Combines? I could not pick one out of a John Deere line-up. Plants? I was thrilled when plants grew in our new garden even after being told most were weeds. Sports? I quickly learned that a “Hawkeye” was more than just the name of a Marvel comic book character.
Honestly, I felt a little nervous stepping onto that plane. For reassurance I peeked into the cockpit to ensure there was a pilot. I double-checked the city listed on the ticket. I imagined what I would experience in Iowa but until I moved, I would never fully know.
Photo Credit: Kuster & Wildhaber Photography via Flickr
Think how unsatisfied I would have felt to remain in the airport, perpetually stuck collecting travel data but never departing. Or, on the other extreme, consider the absurdity of boarding a plane that is clearly missing a wing.
Is faith so different from that airplane? We can study it from a distance but until we try it out for ourselves, important answers will elude us.
For example, the Bible is silent on many issues: Should we genetically engineer our food? How many dates should a couple go on before getting married? Mac or PC?
The Bible gives us principals but it is up to us, through experimentation and faithful discernment, to transform knowledge into wisdom.
I used to be scared by these unknowns. I thought that if I worked for a church, people expected me to have an answer for every question. Then I learned to trust 1 Corinthians 4:1-2, “Think of us in this way, as servants of Christ and stewards of God’s mysteries.” (NRSV). I learned that there is an important difference between exhaustive knowledge and sufficient knowledge. Some mystery is okay.
This is wonderful news and honestly, it is why Christian faith is so dynamic. Since God’s goodness, mercy, and justice are infinite, we will never stop discovering aspects of His love. As theologian Oswald Chambers shares, “The meaning of prayer is that we get hold of God, not the answer.”
This “approach” to faith is bigger than trying to be good enough or guaranteeing where we will go after we die; instead it is an active, daily relationship with Jesus, “And this is eternal life, that they may know you, the only true God, and Jesus Christ whom you have sent.” (John 17:3 NRSV).
I want to encourage you today: if you are unsure whether Jesus is truly the Son of God then that is okay.

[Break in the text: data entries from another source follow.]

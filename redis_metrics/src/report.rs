//! Parsing of `INFO` reports.
//!
//! A report is line oriented text. Each interesting line is `field:value`,
//! section headers (`# Memory`) and blank lines carry no colon and are
//! skipped. Some values are themselves lists of `key=value` pairs joined by
//! commas, for instance `db0:keys=5266,expires=5213,avg_ttl=1345519`. Those are
//! split by [`parse_fields`] when a section needs them.
//!
//! Neither parser fails. A field that can't be read is dropped so that an
//! unknown or malformed line never stops the rest of the report from being
//! exported.

use std::collections::{BTreeMap, btree_map};

use rustc_hash::FxHashMap;

/// Field injected in place of a report when a node could not be reached.
pub const DOWN_MARKER: &str = "down";

/// A parsed report: field name to raw, untyped value.
#[derive(Debug, Clone, Default, PartialEq, Eq)]
pub struct Report {
    fields: BTreeMap<String, String>,
}

impl Report {
    /// The report recorded for a node that failed its probe. It holds only
    /// [`DOWN_MARKER`].
    #[must_use]
    pub fn down() -> Self {
        let mut fields = BTreeMap::new();
        fields.insert(DOWN_MARKER.to_string(), String::new());
        Self { fields }
    }

    /// Whether this report marks its node as unavailable.
    #[must_use]
    pub fn is_down(&self) -> bool {
        self.fields.contains_key(DOWN_MARKER)
    }

    /// Look up the raw value of `field`.
    #[must_use]
    pub fn get(&self, field: &str) -> Option<&str> {
        self.fields.get(field).map(String::as_str)
    }

    /// Iterate fields in name order.
    pub fn iter(&self) -> btree_map::Iter<'_, String, String> {
        self.fields.iter()
    }

    /// Number of fields in the report.
    #[must_use]
    pub fn len(&self) -> usize {
        self.fields.len()
    }

    /// Whether the report has no fields at all.
    #[must_use]
    pub fn is_empty(&self) -> bool {
        self.fields.is_empty()
    }
}

impl FromIterator<(String, String)> for Report {
    fn from_iter<T: IntoIterator<Item = (String, String)>>(iter: T) -> Self {
        Self {
            fields: iter.into_iter().collect(),
        }
    }
}

impl<'a> IntoIterator for &'a Report {
    type Item = (&'a String, &'a String);
    type IntoIter = btree_map::Iter<'a, String, String>;

    fn into_iter(self) -> Self::IntoIter {
        self.fields.iter()
    }
}

/// Parse the text of an `INFO` reply.
///
/// Lines are terminated by `\r\n`, a bare `\n` is accepted too. Each line is
/// split at its first colon only, so values such as `master_host:10.0.0.1`
/// or `executable:/usr/bin/redis-server` keep any later colons. The field
/// name is trimmed, the value is kept as is apart from the line terminator.
/// When a field repeats the last occurrence wins.
#[must_use]
pub fn parse(text: &str) -> Report {
    text.lines()
        .filter_map(|line| {
            let (field, value) = line.split_once(':')?;
            let field = field.trim();
            if field.is_empty() {
                return None;
            }
            Some((field.to_string(), value.to_string()))
        })
        .collect()
}

/// Split a `k1=v1,k2=v2` value into its sub-fields.
///
/// Each comma separated segment is split at its first `=`, anything after
/// that belongs to the value. Segments without `=` or with an empty key are
/// dropped.
#[must_use]
pub fn parse_fields(value: &str) -> FxHashMap<&str, &str> {
    value
        .split(',')
        .filter_map(|segment| {
            let (key, value) = segment.split_once('=')?;
            let key = key.trim();
            if key.is_empty() {
                return None;
            }
            Some((key, value.trim()))
        })
        .collect()
}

Take a chance. Let God know that you have questions but are willing to take that first small step towards Him. God promises, "Ask, and it will be given you; search, and you will find; knock, and the door will be opened for you.” (Matthew 7:7 NRSV).
If you already have a relationship with Jesus then where are you holding back? Step out of your comfort zone and lean into mystery, knowing that God will be with you every step of the way.